PROBLEM STATEMENT
Once you reach the line containing "Some(Some(rc)) => return" in the entries below, write out that line and each one after it down to the line containing "the first frame.", exactly and with nothing added.

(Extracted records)
────

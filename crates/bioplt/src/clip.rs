//! Intersection of an offset layer footprint with the canvas.

/// The visible rectangle of a layer, expressed in both coordinate systems.
///
/// Pixel `(i, j)` of the clipped region is layer-local pixel
/// `(layer_x + i, layer_y + j)` and canvas pixel
/// `(canvas_x + i, canvas_y + j)`.
#[derive(Debug, Clone, Copy, PartialEq, Eq)]
pub struct ClipRect {
    pub layer_x: u32,
    pub layer_y: u32,
    pub canvas_x: u32,
    pub canvas_y: u32,
    pub width: u32,
    pub height: u32,
}

/// Clips a layer of size `layer_w` x `layer_h` at `offset` against a canvas
/// of size `canvas_w` x `canvas_h`.
///
/// Offsets may be negative or place the layer partially or entirely outside
/// the canvas; out-of-canvas pixels are never part of the result, and there
/// is no wraparound. Returns `None` when the intersection is empty on
/// either axis.
#[must_use]
pub fn clip_to_canvas(
    canvas_w: u32,
    canvas_h: u32,
    offset: (i32, i32),
    layer_w: u32,
    layer_h: u32,
) -> Option<ClipRect> {
    let (offset_x, offset_y) = (i64::from(offset.0), i64::from(offset.1));

    let x0 = offset_x.max(0);
    let x1 = (offset_x + i64::from(layer_w)).min(i64::from(canvas_w));
    let y0 = offset_y.max(0);
    let y1 = (offset_y + i64::from(layer_h)).min(i64::from(canvas_h));
    if x1 <= x0 || y1 <= y0 {
        return None;
    }

    Some(ClipRect {
        layer_x: (x0 - offset_x) as u32,
        layer_y: (y0 - offset_y) as u32,
        canvas_x: x0 as u32,
        canvas_y: y0 as u32,
        width: (x1 - x0) as u32,
        height: (y1 - y0) as u32,
    })
}
//! Codec and compositing engine for Bioware's Packed Layer Texture (PLT)
//! format.
//!
//! A PLT file stores one `(intensity, material)` byte pair per pixel. In an
//! image editor the same data lives as a stack of named, per-material
//! layers. This crate converts between the two: [`codec`] handles the
//! on-disk stream, [`composite`] splits a decoded stream into per-material
//! masks and merges layers back into one, [`resolve`] binds host layers to
//! material slots, and [`file`] wires these together against the [`host`]
//! collaborator interface.

pub mod catalog;
pub mod clip;
pub mod codec;
pub mod composite;
pub mod error;
pub mod file;
pub mod host;
pub mod packed;
pub mod provision;
pub mod resolve;

pub use catalog::{MATERIAL_COUNT, Material};
pub use error::Error;
pub use packed::{PackedImage, PackedPixel, SENTINEL};
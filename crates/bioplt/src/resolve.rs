//! Binding of host layers to material slots.

use crate::catalog::{MATERIAL_COUNT, Material};
use crate::error::Error;
use crate::host::Host;

/// A material slot and the host layer bound to it, if any. An unbound slot
/// contributes nothing to a merge.
#[derive(Debug, Clone)]
pub struct SlotBinding<L> {
    pub material: Material,
    pub layer: Option<L>,
}

/// The resolved slot-to-layer table for one encode call.
///
/// Rebuilt from scratch on every call; layer identity in the host can
/// change between calls, so bindings are never cached.
#[derive(Debug)]
pub struct BindingTable<L> {
    bindings: Vec<SlotBinding<L>>,
    detected: usize,
}

impl<L> BindingTable<L> {
    /// Bindings in catalog order (slot 0 first).
    pub fn iter(&self) -> impl Iterator<Item = &SlotBinding<L>> {
        self.bindings.iter()
    }

    #[must_use]
    pub fn layer_for(&self, material: Material) -> Option<&L> {
        self.bindings[usize::from(material.tag())].layer.as_ref()
    }

    /// Number of slots bound by name matching. Zero when the positional
    /// fallback was used or no layers were bound at all.
    #[must_use]
    pub fn detected_count(&self) -> usize {
        self.detected
    }

    #[must_use]
    pub fn bound_count(&self) -> usize {
        self.bindings
            .iter()
            .filter(|binding| binding.layer.is_some())
            .count()
    }

    /// Policy hook: fails with [`Error::InsufficientLayers`] unless at
    /// least `required` slots are bound. The merge itself tolerates zero
    /// bound slots and emits an all-sentinel image.
    pub fn require_bound(&self, required: usize) -> Result<(), Error> {
        let found = self.bound_count();
        if found < required {
            return Err(Error::InsufficientLayers { required, found });
        }
        Ok(())
    }
}

/// Resolves the canvas's layer stack against the material catalog.
///
/// Layers are scanned topmost first. A layer whose name case-insensitively
/// equals a catalog name binds that slot; later layers with the same name
/// are ignored. When no layer matches any catalog name at all, the topmost
/// `min(MATERIAL_COUNT, layer count)` layers are bound positionally to
/// slots `0..k` instead, for canvases authored before the naming convention
/// existed. Partial name matches are never supplemented positionally.
pub fn resolve_layers<H: Host>(host: &H, canvas: &H::Canvas) -> BindingTable<H::Layer> {
    let layers = host.list_layers(canvas);

    let mut bound: Vec<Option<H::Layer>> = vec![None; MATERIAL_COUNT];
    let mut detected = 0;
    for layer in &layers {
        let name = host.layer_name(layer);
        if let Some(material) = Material::from_name(&name) {
            let slot = &mut bound[usize::from(material.tag())];
            if slot.is_none() {
                *slot = Some(layer.clone());
                detected += 1;
            }
        }
    }

    if detected == 0 && !layers.is_empty() {
        log::warn!(
            "No layers named after material slots; binding the {} topmost layers positionally",
            layers.len().min(MATERIAL_COUNT)
        );
        for (slot, layer) in bound.iter_mut().zip(&layers) {
            *slot = Some(layer.clone());
        }
    }

    let bindings = Material::ALL
        .into_iter()
        .zip(bound)
        .map(|(material, layer)| SlotBinding { material, layer })
        .collect();
    BindingTable { bindings, detected }
}
//! An in-memory [`Host`] implementation.
//!
//! Backs the command-line tool and the test suite. Canvases and layers are
//! stored in flat arenas and addressed by copyable id handles, mirroring
//! the handle-based object model of a real editor host.

use crate::error::Error;
use crate::host::{ColorMode, Host};

/// Handle to a canvas owned by a [`MemHost`].
#[derive(Debug, Clone, Copy, PartialEq, Eq, Hash)]
pub struct CanvasId(usize);

/// Handle to a layer owned by a [`MemHost`].
#[derive(Debug, Clone, Copy, PartialEq, Eq, Hash)]
pub struct LayerId(usize);

#[derive(Debug)]
struct CanvasData {
    width: u32,
    height: u32,
    mode: ColorMode,
    /// Layer stack, top-to-bottom.
    stack: Vec<LayerId>,
}

#[derive(Debug)]
struct LayerData {
    name: String,
    width: u32,
    height: u32,
    offset: (i32, i32),
    has_alpha: bool,
    bytes_per_pixel: usize,
    pixels: Vec<u8>,
}

#[derive(Debug, Default)]
pub struct MemHost {
    canvases: Vec<Option<CanvasData>>,
    layers: Vec<LayerData>,
}

impl MemHost {
    #[must_use]
    pub fn new() -> Self {
        MemHost::default()
    }

    /// Number of live (not deleted) canvases.
    #[must_use]
    pub fn canvas_count(&self) -> usize {
        self.canvases.iter().flatten().count()
    }

    /// Moves a layer relative to its canvas origin.
    pub fn set_layer_offset(&mut self, layer: LayerId, x: i32, y: i32) {
        self.layers[layer.0].offset = (x, y);
    }

    /// Fills an entire layer with one repeated pixel value. `pixel` must be
    /// `layer_bytes_per_pixel` bytes long.
    pub fn fill_layer(&mut self, layer: LayerId, pixel: &[u8]) {
        let data = &mut self.layers[layer.0];
        assert_eq!(pixel.len(), data.bytes_per_pixel);
        for chunk in data.pixels.chunks_exact_mut(pixel.len()) {
            chunk.copy_from_slice(pixel);
        }
    }

    fn canvas(&self, id: CanvasId) -> &CanvasData {
        self.canvases[id.0]
            .as_ref()
            .expect("canvas used after deletion")
    }

    fn canvas_mut(&mut self, id: CanvasId) -> &mut CanvasData {
        self.canvases[id.0]
            .as_mut()
            .expect("canvas used after deletion")
    }
}

impl Host for MemHost {
    type Canvas = CanvasId;
    type Layer = LayerId;

    fn create_canvas(
        &mut self,
        width: u32,
        height: u32,
        mode: ColorMode,
    ) -> Result<CanvasId, Error> {
        self.canvases.push(Some(CanvasData {
            width,
            height,
            mode,
            stack: Vec::new(),
        }));
        Ok(CanvasId(self.canvases.len() - 1))
    }

    fn delete_canvas(&mut self, canvas: &CanvasId) {
        self.canvases[canvas.0] = None;
    }

    fn canvas_size(&self, canvas: &CanvasId) -> (u32, u32) {
        let data = self.canvas(*canvas);
        (data.width, data.height)
    }

    fn canvas_mode(&self, canvas: &CanvasId) -> ColorMode {
        self.canvas(*canvas).mode
    }

    fn create_layer(
        &mut self,
        canvas: &CanvasId,
        name: &str,
        width: u32,
        height: u32,
        has_alpha: bool,
    ) -> LayerId {
        let mode = self.canvas(*canvas).mode;
        let bytes_per_pixel = mode.channels() + usize::from(has_alpha);
        self.layers.push(LayerData {
            name: name.to_owned(),
            width,
            height,
            offset: (0, 0),
            has_alpha,
            bytes_per_pixel,
            pixels: vec![0; width as usize * height as usize * bytes_per_pixel],
        });
        LayerId(self.layers.len() - 1)
    }

    fn insert_layer(&mut self, canvas: &CanvasId, layer: LayerId, position: usize) {
        let stack = &mut self.canvas_mut(*canvas).stack;
        let position = position.min(stack.len());
        stack.insert(position, layer);
    }

    fn list_layers(&self, canvas: &CanvasId) -> Vec<LayerId> {
        self.canvas(*canvas).stack.clone()
    }

    fn layer_name(&self, layer: &LayerId) -> String {
        self.layers[layer.0].name.clone()
    }

    fn layer_offset(&self, layer: &LayerId) -> (i32, i32) {
        self.layers[layer.0].offset
    }

    fn layer_size(&self, layer: &LayerId) -> (u32, u32) {
        let data = &self.layers[layer.0];
        (data.width, data.height)
    }

    fn layer_has_alpha(&self, layer: &LayerId) -> bool {
        self.layers[layer.0].has_alpha
    }

    fn layer_bytes_per_pixel(&self, layer: &LayerId) -> usize {
        self.layers[layer.0].bytes_per_pixel
    }

    fn read_region(&self, layer: &LayerId, x: u32, y: u32, w: u32, h: u32) -> Vec<u8> {
        let data = &self.layers[layer.0];
        assert!(x + w <= data.width && y + h <= data.height);
        let bpp = data.bytes_per_pixel;
        let mut out = Vec::with_capacity(w as usize * h as usize * bpp);
        for row in y..y + h {
            let start = (row as usize * data.width as usize + x as usize) * bpp;
            out.extend_from_slice(&data.pixels[start..start + w as usize * bpp]);
        }
        out
    }

    fn write_region(&mut self, layer: &LayerId, x: u32, y: u32, w: u32, h: u32, data: &[u8]) {
        let target = &mut self.layers[layer.0];
        assert!(x + w <= target.width && y + h <= target.height);
        let bpp = target.bytes_per_pixel;
        assert_eq!(data.len(), w as usize * h as usize * bpp);
        for (j, row) in data.chunks_exact(w as usize * bpp).enumerate() {
            let start = ((y as usize + j) * target.width as usize + x as usize) * bpp;
            target.pixels[start..start + row.len()].copy_from_slice(row);
        }
    }
}

#[cfg(test)]
mod tests {
    use super::*;

    #[test]
    fn region_read_write_round_trip() {
        let mut host = MemHost::new();
        let canvas = host.create_canvas(4, 4, ColorMode::Gray).unwrap();
        let layer = host.create_layer(&canvas, "skin", 4, 4, true);
        host.insert_layer(&canvas, layer, 0);

        host.write_region(&layer, 1, 1, 2, 2, &[10, 255, 20, 255, 30, 255, 40, 255]);
        assert_eq!(
            host.read_region(&layer, 1, 1, 2, 2),
            vec![10, 255, 20, 255, 30, 255, 40, 255]
        );
        // Pixels outside the written rectangle stay transparent.
        assert_eq!(host.read_region(&layer, 0, 0, 1, 1), vec![0, 0]);
    }

    #[test]
    fn insert_positions_are_top_down() {
        let mut host = MemHost::new();
        let canvas = host.create_canvas(2, 2, ColorMode::Gray).unwrap();
        let bottom = host.create_layer(&canvas, "bottom", 2, 2, true);
        let top = host.create_layer(&canvas, "top", 2, 2, true);
        host.insert_layer(&canvas, bottom, 0);
        host.insert_layer(&canvas, top, 0);

        let names: Vec<String> = host
            .list_layers(&canvas)
            .iter()
            .map(|layer| host.layer_name(layer))
            .collect();
        assert_eq!(names, vec!["top", "bottom"]);
    }

    #[test]
    fn delete_canvas_releases_it() {
        let mut host = MemHost::new();
        let canvas = host.create_canvas(2, 2, ColorMode::Gray).unwrap();
        assert_eq!(host.canvas_count(), 1);
        host.delete_canvas(&canvas);
        assert_eq!(host.canvas_count(), 0);
    }

    #[test]
    fn bytes_per_pixel_follows_mode_and_alpha() {
        let mut host = MemHost::new();
        let gray = host.create_canvas(1, 1, ColorMode::Gray).unwrap();
        let rgb = host.create_canvas(1, 1, ColorMode::Rgb).unwrap();

        let graya = host.create_layer(&gray, "a", 1, 1, true);
        let gray_flat = host.create_layer(&gray, "b", 1, 1, false);
        let rgba = host.create_layer(&rgb, "c", 1, 1, true);
        let rgb_flat = host.create_layer(&rgb, "d", 1, 1, false);

        assert_eq!(host.layer_bytes_per_pixel(&graya), 2);
        assert_eq!(host.layer_bytes_per_pixel(&gray_flat), 1);
        assert_eq!(host.layer_bytes_per_pixel(&rgba), 4);
        assert_eq!(host.layer_bytes_per_pixel(&rgb_flat), 3);
    }
}
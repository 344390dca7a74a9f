//! The fixed catalog of material slots a PLT pixel can belong to.
//!
//! The slot order is part of the on-disk format: a slot's position in the
//! catalog is the material tag stored in the pixel stream.

/// Number of material slots in the catalog.
pub const MATERIAL_COUNT: usize = 10;

/// One of the ten canonical material slots.
#[derive(Debug, Clone, Copy, PartialEq, Eq, PartialOrd, Ord, Hash)]
#[repr(u8)]
pub enum Material {
    Skin = 0,
    Hair,
    Metal1,
    Metal2,
    Cloth1,
    Cloth2,
    Leather1,
    Leather2,
    Tattoo1,
    Tattoo2,
}

impl Material {
    /// All materials in catalog order (tag order).
    pub const ALL: [Material; MATERIAL_COUNT] = [
        Material::Skin,
        Material::Hair,
        Material::Metal1,
        Material::Metal2,
        Material::Cloth1,
        Material::Cloth2,
        Material::Leather1,
        Material::Leather2,
        Material::Tattoo1,
        Material::Tattoo2,
    ];

    /// The canonical layer name for this material.
    #[must_use]
    pub fn name(self) -> &'static str {
        match self {
            Material::Skin => "skin",
            Material::Hair => "hair",
            Material::Metal1 => "metal1",
            Material::Metal2 => "metal2",
            Material::Cloth1 => "cloth1",
            Material::Cloth2 => "cloth2",
            Material::Leather1 => "leather1",
            Material::Leather2 => "leather2",
            Material::Tattoo1 => "tattoo1",
            Material::Tattoo2 => "tattoo2",
        }
    }

    /// Looks up a material by layer name, case-insensitively.
    #[must_use]
    pub fn from_name(name: &str) -> Option<Material> {
        Material::ALL
            .into_iter()
            .find(|material| material.name().eq_ignore_ascii_case(name))
    }

    /// The on-disk material tag for this slot.
    #[must_use]
    pub fn tag(self) -> u8 {
        self as u8
    }
}

#[derive(Debug, Clone, thiserror::Error)]
#[error("Invalid material tag: {0}")]
pub struct InvalidMaterialTag(u8);

impl InvalidMaterialTag {
    #[must_use]
    pub fn tag(&self) -> u8 {
        self.0
    }
}

impl TryFrom<u8> for Material {
    type Error = InvalidMaterialTag;

    fn try_from(value: u8) -> Result<Self, Self::Error> {
        match value {
            0 => Ok(Material::Skin),
            1 => Ok(Material::Hair),
            2 => Ok(Material::Metal1),
            3 => Ok(Material::Metal2),
            4 => Ok(Material::Cloth1),
            5 => Ok(Material::Cloth2),
            6 => Ok(Material::Leather1),
            7 => Ok(Material::Leather2),
            8 => Ok(Material::Tattoo1),
            9 => Ok(Material::Tattoo2),
            other => Err(InvalidMaterialTag(other)),
        }
    }
}

impl From<Material> for u8 {
    fn from(value: Material) -> u8 {
        value as u8
    }
}
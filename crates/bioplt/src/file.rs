//! File-level operations tying the codec to a host canvas.

use std::fs;
use std::path::Path;

use crate::codec;
use crate::composite::{merge_from_layers, split_to_masks};
use crate::error::Error;
use crate::host::{ColorMode, Host};
use crate::packed::PackedImage;
use crate::resolve::resolve_layers;

/// Reads and decodes a PLT file.
pub fn decode_file(path: &Path) -> Result<PackedImage, Error> {
    let data = fs::read(path)?;
    codec::decode(&data)
}

/// Encodes a packed image and writes it to `path`, replacing any existing
/// file.
pub fn encode_file(path: &Path, image: &PackedImage) -> Result<(), Error> {
    fs::write(path, codec::encode(image))?;
    Ok(())
}

/// Creates the ten material layers on a canvas and fills each with its
/// slot's mask from the packed image.
///
/// Layers are created in catalog order, each at the top of the stack, so
/// the canvas ends up in canonical stacking order. The canvas must be in
/// [`ColorMode::Gray`] and match the image dimensions; nothing is created
/// on failure.
pub fn populate_canvas_from_packed_image<H: Host>(
    host: &mut H,
    canvas: &H::Canvas,
    image: &PackedImage,
) -> Result<(), Error> {
    let mode = host.canvas_mode(canvas);
    if mode != ColorMode::Gray {
        return Err(Error::UnsupportedColorMode(mode));
    }
    let (canvas_w, canvas_h) = host.canvas_size(canvas);
    if (canvas_w, canvas_h) != (image.width(), image.height()) {
        return Err(Error::SizeMismatch {
            width: image.width(),
            height: image.height(),
            expected: u64::from(image.width()) * u64::from(image.height()) * 2,
            actual: u64::from(canvas_w) * u64::from(canvas_h) * 2,
        });
    }

    for mask in split_to_masks(image) {
        let layer = host.create_layer(
            canvas,
            mask.material().name(),
            image.width(),
            image.height(),
            true,
        );
        host.insert_layer(canvas, layer.clone(), 0);
        host.write_region(&layer, 0, 0, mask.width(), mask.height(), mask.data());
    }
    Ok(())
}

/// Resolves the canvas's layers against the catalog and merges them into a
/// packed image ready for [`encode_file`].
pub fn build_packed_image_from_canvas<H: Host>(
    host: &H,
    canvas: &H::Canvas,
) -> Result<PackedImage, Error> {
    let bindings = resolve_layers(host, canvas);
    merge_from_layers(host, canvas, &bindings)
}

/// Decodes a PLT file into a freshly created gray canvas.
///
/// If populating fails after the canvas was created, the canvas is deleted
/// before the error is returned; a failed load never leaves a partial
/// canvas behind.
pub fn load_canvas<H: Host>(host: &mut H, path: &Path) -> Result<H::Canvas, Error> {
    let image = decode_file(path)?;
    let canvas = host.create_canvas(image.width(), image.height(), ColorMode::Gray)?;
    if let Err(err) = populate_canvas_from_packed_image(host, &canvas, &image) {
        host.delete_canvas(&canvas);
        return Err(err);
    }
    Ok(canvas)
}
use std::any::Any;
use std::cell::{Cell, RefCell};
use std::collections::HashMap;
use std::rc::Rc;
use std::time::Instant;

use crate::focus::{FocusManager, with_focus_manager};
use crate::scope::Scope;
use crate::semantics::SemNode;
use crate::{ImeAction, KeyboardType, Rect, Scene, View, ViewId, VisualTransformation};

thread_local! {
    pub static COMPOSER: RefCell<Composer> = RefCell::new(Composer::default());
    static FRAME_TIME: Cell<Option<Instant>> = const { Cell::new(None) };
}

#[derive(Default)]
pub struct Composer {
    pub slots: Vec<Box<dyn Any>>,
    pub cursor: usize,
    pub keyed_slots: HashMap<String, Box<dyn Any>>,
}

impl Composer {
    /// Forgets every remembered value. Values are dropped after the composer
    /// is released, so their destructors may compose or remember again.
    pub fn reset() {
        let old = COMPOSER.with(|c| std::mem::take(&mut *c.borrow_mut()));
        drop(old);
    }

    pub fn slot_count() -> usize {
        COMPOSER.with(|c| {
            let c = c.borrow();
            c.slots.len() + c.keyed_slots.len()
        })
    }
}

/// Slot-based remember (sequential composition only)
pub fn remember<T: 'static>(init: impl FnOnce() -> T) -> Rc<T> {
    let cursor = COMPOSER.with(|c| {
        let mut c = c.borrow_mut();
        let cursor = c.cursor;
        c.cursor += 1;
        cursor
    });

    let existing = COMPOSER.with(|c| {
        let c = c.borrow();
        c.slots.get(cursor).map(|slot| slot.downcast_ref::<Rc<T>>().cloned())
    });

    match existing {
        Some(Some(rc)) => rc,
        Some(None) => {
            log::warn!(
                "remember: slot {} type changed; replacing. \
                 If this is due to conditional composition, prefer remember_with_key.",
                cursor
            );
            // `init` may remember too, so it runs without the composer borrowed.
            let rc: Rc<T> = Rc::new(init());
            COMPOSER.with(|c| c.borrow_mut().slots[cursor] = Box::new(rc.clone()));
            rc
        }
        None => {
            let rc: Rc<T> = Rc::new(init());
            COMPOSER.with(|c| {
                let mut c = c.borrow_mut();
                if cursor < c.slots.len() {
                    c.slots[cursor] = Box::new(rc.clone());
                } else {
                    c.slots.push(Box::new(rc.clone()));
                }
            });
            rc
        }
    }
}

/// Key-based remember
pub fn remember_with_key<T: 'static>(key: impl Into<String>, init: impl FnOnce() -> T) -> Rc<T> {
    let key = key.into();
    let existing = COMPOSER.with(|c| {
        c.borrow()
            .keyed_slots
            .get(&key)
            .map(|slot| slot.downcast_ref::<Rc<T>>().cloned())
    });
    match existing {
        Some(Some(rc)) => return rc,
        Some(None) => log::warn!(
            "remember_with_key: key '{}' reused with a different type; replacing.",
            key
        ),
        None => {}
    }

    let rc: Rc<T> = Rc::new(init());
    COMPOSER.with(|c| c.borrow_mut().keyed_slots.insert(key, Box::new(rc.clone())));
    rc
}

pub fn remember_state<T: 'static>(init: impl FnOnce() -> T) -> Rc<RefCell<T>> {
    remember(|| RefCell::new(init()))
}

pub fn remember_state_with_key<T: 'static>(
    key: impl Into<String>,
    init: impl FnOnce() -> T,
) -> Rc<RefCell<T>> {
    remember_with_key(key, || RefCell::new(init()))
}

/// Time of the frame being composed, or of the last composed frame while
/// input is dispatched between frames. `Instant::now()` before the first frame.
pub fn frame_time() -> Instant {
    FRAME_TIME.with(|t| t.get()).unwrap_or_else(Instant::now)
}

pub fn set_frame_time(now: Instant) {
    FRAME_TIME.with(|t| t.set(Some(now)));
}

/// Output of one composition: scene, input regions and semantics.
pub struct Frame {
    pub scene: Scene,
    pub hit_regions: Vec<HitRegion>,
    pub semantics_nodes: Vec<SemNode>,
    pub focus_chain: Vec<ViewId>,
}

#[derive(Clone, Default)]
pub struct HitRegion {
    pub id: ViewId,
    pub rect: Rect,
    pub on_click: Option<Rc<dyn Fn()>>,
    pub focusable: bool,
    pub on_text_change: Option<Rc<dyn Fn(String)>>,
    /// Runs the field's keyboard action; false when it has none for the action.
    pub on_ime_action: Option<Rc<dyn Fn(ImeAction) -> bool>>,
    pub ime_action: ImeAction,
    pub keyboard_type: KeyboardType,
    /// If this hit region belongs to a TextField, this persistent key is used
    /// for looking up platform-managed TextFieldState. Falls back to `id` if None.
    pub tf_state_key: Option<u64>,
    /// Where the text of a field starts, for placing the caret on click.
    pub text_rect: Option<Rect>,
    pub transformation: VisualTransformation,
}

impl HitRegion {
    pub fn is_text_field(&self) -> bool {
        self.on_text_change.is_some()
    }
}

impl std::fmt::Debug for HitRegion {
    fn fmt(&self, f: &mut std::fmt::Formatter<'_>) -> std::fmt::Result {
        f.debug_struct("HitRegion")
            .field("id", &self.id)
            .field("rect", &self.rect)
            .field("focusable", &self.focusable)
            .field("ime_action", &self.ime_action)
            .field("tf_state_key", &self.tf_state_key)
            .finish()
    }
}

/// Drives composition for one root.
///
/// Remembered slots and effect cleanups belong to the current mount. The
/// mount scope is created by `mount` (or lazily by the first `compose`) and
/// is disposed exactly once by `unmount` or on drop.
pub struct Scheduler {
    pub size: (u32, u32),
    focus: FocusManager,
    mount: Option<Scope>,
}

impl Default for Scheduler {
    fn default() -> Self {
        Self::new()
    }
}

impl Scheduler {
    pub fn new() -> Self {
        Self {
            size: (1280, 800),
            focus: FocusManager::new(),
            mount: None,
        }
    }

    pub fn focus_manager(&self) -> &FocusManager {
        &self.focus
    }

    pub fn focused(&self) -> Option<ViewId> {
        self.focus.focused()
    }

    pub fn is_mounted(&self) -> bool {
        self.mount.is_some()
    }

    pub fn mount(&mut self) {
        if self.mount.is_none() {
            log::debug!("mount");
            self.mount = Some(Scope::new());
        }
    }

    /// Disposes the mount scope, forgets all slots and drops focus.
    pub fn unmount(&mut self) {
        let Some(scope) = self.mount.take() else {
            return;
        };
        log::debug!("unmount ({} disposers)", scope.disposer_count());
        scope.dispose();
        Composer::reset();
        self.focus.reset();
    }

    pub fn compose<F>(
        &mut self,
        now: Instant,
        mut build_root: F,
        layout_paint: impl FnOnce(&View, (u32, u32), &FocusManager) -> (Scene, Vec<HitRegion>, Vec<SemNode>),
    ) -> Frame
    where
        F: FnMut(&mut Scheduler) -> View,
    {
        let scope = self.mount.get_or_insert_with(Scope::new).clone();

        COMPOSER.with(|c| c.borrow_mut().cursor = 0);
        set_frame_time(now);

        let focus = self.focus.clone();
        let root = with_focus_manager(&focus, || scope.run(|| build_root(self)));
        let (scene, hits, sem) =
            with_focus_manager(&focus, || layout_paint(&root, self.size, &focus));

        let focus_chain: Vec<ViewId> =
            hits.iter().filter(|h| h.focusable).map(|h| h.id).collect();
        self.focus.set_chain(focus_chain.clone());

        Frame {
            scene,
            hit_regions: hits,
            semantics_nodes: sem,
            focus_chain,
        }
    }
}

impl Drop for Scheduler {
    fn drop(&mut self) {
        self.unmount();
    }
}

────

WRITTEN RESPONSE
        Some(Some(rc)) => return rc,
        Some(None) => log::warn!(
            "remember_with_key: key '{}' reused with a different type; replacing.",
            key
        ),
        None => {}
    }

    let rc: Rc<T> = Rc::new(init());
    COMPOSER.with(|c| c.borrow_mut().keyed_slots.insert(key, Box::new(rc.clone())));
    rc
}

pub fn remember_state<T: 'static>(init: impl FnOnce() -> T) -> Rc<RefCell<T>> {
    remember(|| RefCell::new(init()))
}

pub fn remember_state_with_key<T: 'static>(
    key: impl Into<String>,
    init: impl FnOnce() -> T,
) -> Rc<RefCell<T>> {
    remember_with_key(key, || RefCell::new(init()))
}

/// Time of the frame being composed, or of the last composed frame while
/// input is dispatched between frames. `Instant::now()` before the first frame.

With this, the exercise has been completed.